17TH NOVEMBER, 2019
|RAJYA SABHA TELEVISION|
THE PULSE: ENSURING CYBER-SECURITY FOR ELDERLY PEOPLE
Smartphones today have become a necessity in everyone’s life. According to a study, an average person spends around 15-18 hours on their phones, be it playing games, checking into social media, or just browsing the internet. With increasing mobile coverage and cheaper data, more and more people now have access to the internet.
With the drastic increase in the number of people online, cybercrimes have also increased exponentially. According to the National Crime Records Bureau, in 2014, 9622 cases regarding cybercrimes were lodged. The figures significantly increased in 2015, reaching 11,582. The next year saw another rise with 12,317 cases. And as per the latest data available, which if for the year 2017, more than 21,000 cases of cybercrimes were recorded in India – a significant number against the senior citizens.
Every now and then we hear and read in newspapers about online frauds or digital robberies committed against the elderly, duping them of their hard earned money. Even within our social circle, there are hardly any of us who hasn’t heard of an older person getting a phone call asking for OTPs, and then finding out that they’ve been robbed of huge amounts of money. A challenge before senior citizens knows of ways to avoid online fraud. Although people of all ages are at risk, statistics show that when it comes to online safety, seniors are more vulnerable.
Why these vulnerable groups more prone to cyber-crimes?
- These elderly people are in a transition phase of tech savvy. They are new to the smartphone based banks which are becoming double edged sword for them.
- In present days society where focus is on individualism, there is none to guide these elderly people and make them aware so they are easy targets for the fraudulent.
- Fake products, particularly health products and counterfeit drugs, may be touted to the ageing as the elixir of new youth.
How they are cheated?
- Elderly folk instantly believe schemes in which cyber crooks claim to be government officials. They target old age people to steal personal information, usually in the form of emails and calls. Then they make the victim visit a website and furnish critical details like social security numbers, bank info, contact details and such.
- With changing social dynamics, elderly folk is left with no option than to live alone. And it’s now a fact proven in the survey that people in their 50s cannot resist cyber romance. These criminals often target victims who are alone and try to exploit them financially.

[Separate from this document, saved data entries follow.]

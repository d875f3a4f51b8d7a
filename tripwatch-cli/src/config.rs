//! CLI configuration handling.

use anyhow::{Context, Result, bail};
use directories::ProjectDirs;
use serde::{Deserialize, Serialize};
use std::path::{Path, PathBuf};
use tripwatch_core::{ClientConfig, StoreKind};

/// Environment variable overriding `client.base_url`.
pub const BASE_URL_ENV: &str = "TRIPWATCH_BASE_URL";

#[derive(Debug, Clone, Serialize, Deserialize)]
pub struct CliConfig {
    /// Backend connection settings.
    #[serde(default)]
    pub client: ClientConfig,

    /// Where the session credentials are persisted.
    #[serde(default)]
    pub storage: StoreKind,

    /// Directory for file-backed credential storage.
    #[serde(default = "default_data_dir")]
    pub data_dir: PathBuf,

    /// Logging level.
    #[serde(default = "default_log_level")]
    pub log_level: String,

    /// Path to the configuration file that was loaded.
    #[serde(skip)]
    pub config_path: PathBuf,
}

fn default_log_level() -> String {
    "info".to_string()
}

fn default_data_dir() -> PathBuf {
    project_dirs()
        .map(|d| d.data_dir().to_path_buf())
        .unwrap_or_else(|| PathBuf::from(".tripwatch"))
}

impl Default for CliConfig {
    fn default() -> Self {
        Self {
            client: ClientConfig::default(),
            storage: StoreKind::default(),
            data_dir: default_data_dir(),
            log_level: default_log_level(),
            config_path: PathBuf::new(),
        }
    }
}

/// Load configuration from `explicit`, or from the default location.
///
/// A missing default file yields defaults; a missing explicit file is an error.
pub fn load_config(explicit: Option<&Path>) -> Result<CliConfig> {
    let config_path = match explicit {
        Some(path) => {
            if !path.exists() {
                bail!("Config file {:?} does not exist", path);
            }
            path.to_path_buf()
        }
        None => default_config_path(),
    };

    let mut config = if config_path.exists() {
        let contents = std::fs::read_to_string(&config_path)
            .with_context(|| format!("Failed to read config from {:?}", config_path))?;
        parse_config(&contents)
            .with_context(|| format!("Failed to parse config from {:?}", config_path))?
    } else {
        CliConfig::default()
    };

    config.config_path = config_path;

    if let Ok(base_url) = std::env::var(BASE_URL_ENV) {
        if !base_url.trim().is_empty() {
            config.client.base_url = base_url;
        }
    }

    config
        .client
        .parsed_base_url()
        .context("Invalid client configuration")?;

    Ok(config)
}

pub fn parse_config(contents: &str) -> Result<CliConfig> {
    Ok(toml::from_str(contents)?)
}

fn default_config_path() -> PathBuf {
    project_dirs()
        .map(|d| d.config_dir().join("config.toml"))
        .unwrap_or_else(|| PathBuf::from("tripwatch.toml"))
}

fn project_dirs() -> Option<ProjectDirs> {
    ProjectDirs::from("com", "tripwatch", "tripwatch")
}
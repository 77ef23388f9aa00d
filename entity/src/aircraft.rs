use sea_orm::entity::prelude::*;

/// Aircraft codes live in `aircrafts_data`; the `aircrafts` view in the demo
/// schema only adds a localized model name.
#[derive(Clone, Debug, PartialEq, Eq, DeriveEntityModel)]
#[sea_orm(table_name = "aircrafts_data")]
pub struct Model {
    #[sea_orm(primary_key, auto_increment = false)]
    pub aircraft_code: String,
}

#[derive(Copy, Clone, Debug, EnumIter, DeriveRelation)]
pub enum Relation {}

impl ActiveModelBehavior for ActiveModel {}
use axum::{extract::State, response::IntoResponse};

use crate::{
    model::airport::AirportsPageDto,
    server::{
        error::AppError, service::airport::AirportService, state::AppState,
        template::AIRPORTS_TEMPLATE,
    },
};

/// List every airport.
///
/// # Returns
/// - `200 OK` - Rendered airport list, possibly empty
/// - `500 Internal Server Error` - Database error
pub async fn get_airports(State(state): State<AppState>) -> Result<impl IntoResponse, AppError> {
    let service = AirportService::new(&state.db);

    let airports = service.get_all().await?;

    let page = AirportsPageDto {
        airports: airports.into_iter().map(|a| a.into_dto()).collect(),
    };

    state.templates.render(AIRPORTS_TEMPLATE, &page)
}
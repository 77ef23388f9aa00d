use thiserror::Error;

/// Failures while loading the template directory at startup.
#[derive(Error, Debug)]
pub enum TemplateError {
    /// A template file failed to parse, or the directory glob is invalid.
    #[error("Failed to load templates from '{dir}': {source}")]
    Load {
        /// Directory the templates were loaded from
        dir: String,
        /// The underlying Tera error
        #[source]
        source: tera::Error,
    },

    /// A template the handlers render is absent from the directory.
    #[error("Required template '{name}' not found in '{dir}'")]
    MissingTemplate {
        /// File name of the missing template
        name: String,
        /// Directory the templates were loaded from
        dir: String,
    },
}
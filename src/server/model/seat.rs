use crate::server::util::seat::parse_seat_number;

/// Sum of an aircraft's seat numbers and its square.
#[derive(Debug, Clone, Copy, Default, PartialEq, Eq)]
pub struct SeatSum {
    pub sum: i64,
    pub square: i64,
}

impl SeatSum {
    /// Reduces seat numbers to their numeric sum.
    ///
    /// Seat numbers that do not parse contribute zero. The square saturates at
    /// `i64::MAX` rather than overflowing.
    pub fn from_seat_numbers<I, S>(seat_numbers: I) -> Self
    where
        I: IntoIterator<Item = S>,
        S: AsRef<str>,
    {
        let sum = seat_numbers
            .into_iter()
            .map(|seat_no| {
                let seat_no = seat_no.as_ref();
                parse_seat_number(seat_no).unwrap_or_else(|| {
                    tracing::debug!("Seat number '{}' is not numeric, counting as 0", seat_no);
                    0
                })
            })
            .fold(0i64, i64::saturating_add);

        Self {
            sum,
            square: sum.saturating_mul(sum),
        }
    }
}
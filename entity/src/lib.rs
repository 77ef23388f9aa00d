//! `SeaORM` Entity definitions for the bookings tables read by airboard.

pub mod prelude;

pub mod aircraft;
pub mod airport;
pub mod flight;
pub mod seat;
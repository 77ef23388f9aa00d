//! HTTP page handlers.
//!
//! Each handler calls a service, converts the domain models into a page DTO and
//! renders the page's template. Errors are returned as `AppError` and turned into
//! plain-text responses by its `IntoResponse` implementation.

pub mod aircraft;
pub mod airport;
pub mod flight;
pub mod home;

#[cfg(test)]
mod test;
use serde::Serialize;

#[derive(Debug, Serialize)]
pub struct FlightDto {
    pub id: i32,
    pub number: String,
}

/// Context for `flights.html`.
#[derive(Debug, Serialize)]
pub struct FlightsPageDto {
    /// Departure airport the list is filtered by.
    pub airport_code: String,
    pub flights: Vec<FlightDto>,
}
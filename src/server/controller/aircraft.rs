use axum::{extract::State, response::IntoResponse};

use crate::{
    model::aircraft::CalculationPageDto,
    server::{
        error::AppError,
        service::aircraft::AircraftService,
        state::AppState,
        template::{AIRCRAFTS_TEMPLATE, RESULTS_TEMPLATE},
    },
};

/// Show the aircraft page with the link that starts a calculation.
///
/// # Returns
/// - `200 OK` - Static aircraft page
pub async fn get_aircrafts(State(state): State<AppState>) -> Result<impl IntoResponse, AppError> {
    state.templates.render_static(AIRCRAFTS_TEMPLATE)
}

/// Compute the squared seat sum of every aircraft and show the results.
///
/// Runs one concurrent task per aircraft and waits for all of them before rendering.
/// Seat query failures for individual aircraft show up as a zero square rather than
/// an error.
///
/// # Returns
/// - `200 OK` - Results table with aircraft code, square and elapsed time
/// - `500 Internal Server Error` - The aircraft list could not be fetched
pub async fn calculate(State(state): State<AppState>) -> Result<impl IntoResponse, AppError> {
    let service = AircraftService::new(&state.db);

    let results = service.calculate_all().await?;

    let page = CalculationPageDto {
        results: results.into_iter().map(|r| r.into_dto()).collect(),
    };

    state.templates.render(RESULTS_TEMPLATE, &page)
}
//! Server-side domain models.
//!
//! Domain models are produced by the repositories from scanned rows and converted to page
//! DTOs at the controller boundary, keeping SQL column names and template field names
//! apart from the types the services work with.

pub mod aircraft;
pub mod airport;
pub mod flight;
pub mod seat;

- Work from home opportunities often lures seniors as it earns them a living and helps pay for their medical expenses. Unfortunately, most of such job offers are now being posted by scammers.
What ought to be done to protect the elderly people from digital dacoit?
- Cyber security laws in India is egalitarian in nature i.e it treats all the citizens on the same platform irrespective of the age and education factors. There should be special laws especially for these vulnerable groups.
- Most cases of the digital or cyber fraudulent goes unsolved because there is not any territory fixed to the cyber-crime so prevention at the source is the most important in these cases.
- Making these elder people aware about the cyber theft is mostly important.
- There should be two factor authentications method for these elderly people in case for the withdrawal of the money from their account above a fixed minimum limit.
- Investigations related to cyber fraudulent is started only if crime has taken place. No case is entertained if somehow it is escaped. In spite of this the cyber cell should investigate the attempted cases and should also highlight the intelligency of the elder to make the others aware.
National cyber security policy, 2013
India had no Cyber security policy before 2013. National Cyber Security Policy is a policy framework by Department of Electronics and Information Technology. It aims at protecting the public and private infrastructure from cyber-attacks. The policy also intends to safeguard “information, such as personal information (of web users), financial and banking information and sovereign data”.
This was particularly relevant in the wake of US National Security Agency (NSA) leaks that suggested the US government agencies are spying on Indian users, who have no legal or technical safeguards against it.